BEGIN Data for this exercise

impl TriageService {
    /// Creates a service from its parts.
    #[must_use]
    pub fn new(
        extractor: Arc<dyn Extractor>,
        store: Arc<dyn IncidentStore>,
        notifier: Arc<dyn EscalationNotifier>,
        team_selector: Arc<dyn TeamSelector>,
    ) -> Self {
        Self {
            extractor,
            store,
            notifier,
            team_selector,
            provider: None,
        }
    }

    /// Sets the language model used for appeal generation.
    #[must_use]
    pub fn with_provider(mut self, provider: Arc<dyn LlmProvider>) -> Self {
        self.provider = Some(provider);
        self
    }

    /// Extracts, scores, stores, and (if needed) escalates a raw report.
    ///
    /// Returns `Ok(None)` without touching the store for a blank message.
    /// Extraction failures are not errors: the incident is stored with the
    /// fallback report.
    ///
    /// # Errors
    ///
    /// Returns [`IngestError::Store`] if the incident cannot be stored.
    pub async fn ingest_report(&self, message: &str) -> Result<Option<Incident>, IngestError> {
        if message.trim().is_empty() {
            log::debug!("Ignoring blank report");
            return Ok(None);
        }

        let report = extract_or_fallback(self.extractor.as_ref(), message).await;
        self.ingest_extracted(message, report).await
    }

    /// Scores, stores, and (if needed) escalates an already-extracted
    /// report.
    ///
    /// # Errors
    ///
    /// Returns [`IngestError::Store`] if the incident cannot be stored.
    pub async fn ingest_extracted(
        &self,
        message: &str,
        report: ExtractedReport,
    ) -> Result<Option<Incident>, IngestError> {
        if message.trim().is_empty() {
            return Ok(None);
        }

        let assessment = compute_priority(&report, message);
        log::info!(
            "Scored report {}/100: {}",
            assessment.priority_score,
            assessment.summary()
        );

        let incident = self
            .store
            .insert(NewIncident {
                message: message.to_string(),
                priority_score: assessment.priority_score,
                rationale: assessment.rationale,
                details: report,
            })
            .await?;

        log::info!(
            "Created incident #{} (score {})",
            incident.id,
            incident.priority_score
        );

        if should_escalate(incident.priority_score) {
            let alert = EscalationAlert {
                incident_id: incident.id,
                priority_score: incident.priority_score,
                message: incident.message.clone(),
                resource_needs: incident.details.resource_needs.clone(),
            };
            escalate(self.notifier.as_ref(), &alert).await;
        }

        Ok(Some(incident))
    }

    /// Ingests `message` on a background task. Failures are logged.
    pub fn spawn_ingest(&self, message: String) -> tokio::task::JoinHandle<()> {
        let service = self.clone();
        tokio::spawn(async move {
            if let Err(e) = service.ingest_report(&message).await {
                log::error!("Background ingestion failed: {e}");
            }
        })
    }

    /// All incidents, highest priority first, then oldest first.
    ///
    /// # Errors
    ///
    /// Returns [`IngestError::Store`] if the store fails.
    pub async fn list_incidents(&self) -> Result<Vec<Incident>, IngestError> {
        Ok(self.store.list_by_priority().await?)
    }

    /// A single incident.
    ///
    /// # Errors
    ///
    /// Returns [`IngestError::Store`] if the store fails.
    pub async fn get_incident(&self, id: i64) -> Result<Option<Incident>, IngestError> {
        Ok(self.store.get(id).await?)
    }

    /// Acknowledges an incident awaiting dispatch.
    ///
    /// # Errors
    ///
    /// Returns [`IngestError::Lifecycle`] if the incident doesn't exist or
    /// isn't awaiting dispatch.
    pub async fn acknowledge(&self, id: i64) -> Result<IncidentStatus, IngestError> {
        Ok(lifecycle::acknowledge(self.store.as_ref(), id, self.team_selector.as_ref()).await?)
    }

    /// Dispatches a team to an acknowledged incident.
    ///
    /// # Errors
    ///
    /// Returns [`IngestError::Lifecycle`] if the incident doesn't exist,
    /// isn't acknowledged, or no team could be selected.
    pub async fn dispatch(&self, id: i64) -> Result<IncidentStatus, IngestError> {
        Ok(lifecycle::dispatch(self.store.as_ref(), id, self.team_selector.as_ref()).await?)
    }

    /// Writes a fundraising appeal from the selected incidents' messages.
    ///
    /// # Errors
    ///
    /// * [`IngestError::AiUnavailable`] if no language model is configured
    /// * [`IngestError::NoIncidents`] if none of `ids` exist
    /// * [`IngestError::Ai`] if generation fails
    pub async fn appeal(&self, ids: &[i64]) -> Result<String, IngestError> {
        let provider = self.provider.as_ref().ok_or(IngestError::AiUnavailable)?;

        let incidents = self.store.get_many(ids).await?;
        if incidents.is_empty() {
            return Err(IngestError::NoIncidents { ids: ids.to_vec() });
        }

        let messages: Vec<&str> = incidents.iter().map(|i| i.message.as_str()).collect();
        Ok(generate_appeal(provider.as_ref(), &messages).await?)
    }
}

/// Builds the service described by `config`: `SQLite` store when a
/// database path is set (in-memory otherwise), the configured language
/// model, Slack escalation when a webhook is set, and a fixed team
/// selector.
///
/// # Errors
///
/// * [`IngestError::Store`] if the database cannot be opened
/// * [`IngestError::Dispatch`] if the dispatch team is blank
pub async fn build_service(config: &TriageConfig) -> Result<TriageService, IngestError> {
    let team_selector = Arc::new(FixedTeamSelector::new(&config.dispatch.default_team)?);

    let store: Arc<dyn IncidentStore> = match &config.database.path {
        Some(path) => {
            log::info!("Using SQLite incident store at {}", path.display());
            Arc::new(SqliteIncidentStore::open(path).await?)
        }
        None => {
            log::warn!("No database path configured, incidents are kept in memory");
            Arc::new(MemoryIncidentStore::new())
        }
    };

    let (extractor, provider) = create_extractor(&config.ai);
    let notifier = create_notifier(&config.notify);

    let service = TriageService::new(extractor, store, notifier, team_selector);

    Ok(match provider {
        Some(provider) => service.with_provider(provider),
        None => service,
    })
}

END Data for this exercise

▸ Work task:
Take exactly the lines from the one containing "Ok(self.store.list_by_priority().await?)" through the one containing "isn't awaiting dispatch." in the data above, and output them with nothing added.

▸ Output of the task:
        Ok(self.store.list_by_priority().await?)
    }

    /// A single incident.
    ///
    /// # Errors
    ///
    /// Returns [`IngestError::Store`] if the store fails.
    pub async fn get_incident(&self, id: i64) -> Result<Option<Incident>, IngestError> {
        Ok(self.store.get(id).await?)
    }

    /// Acknowledges an incident awaiting dispatch.
    ///
    /// # Errors
    ///
    /// Returns [`IngestError::Lifecycle`] if the incident doesn't exist or
    /// isn't awaiting dispatch.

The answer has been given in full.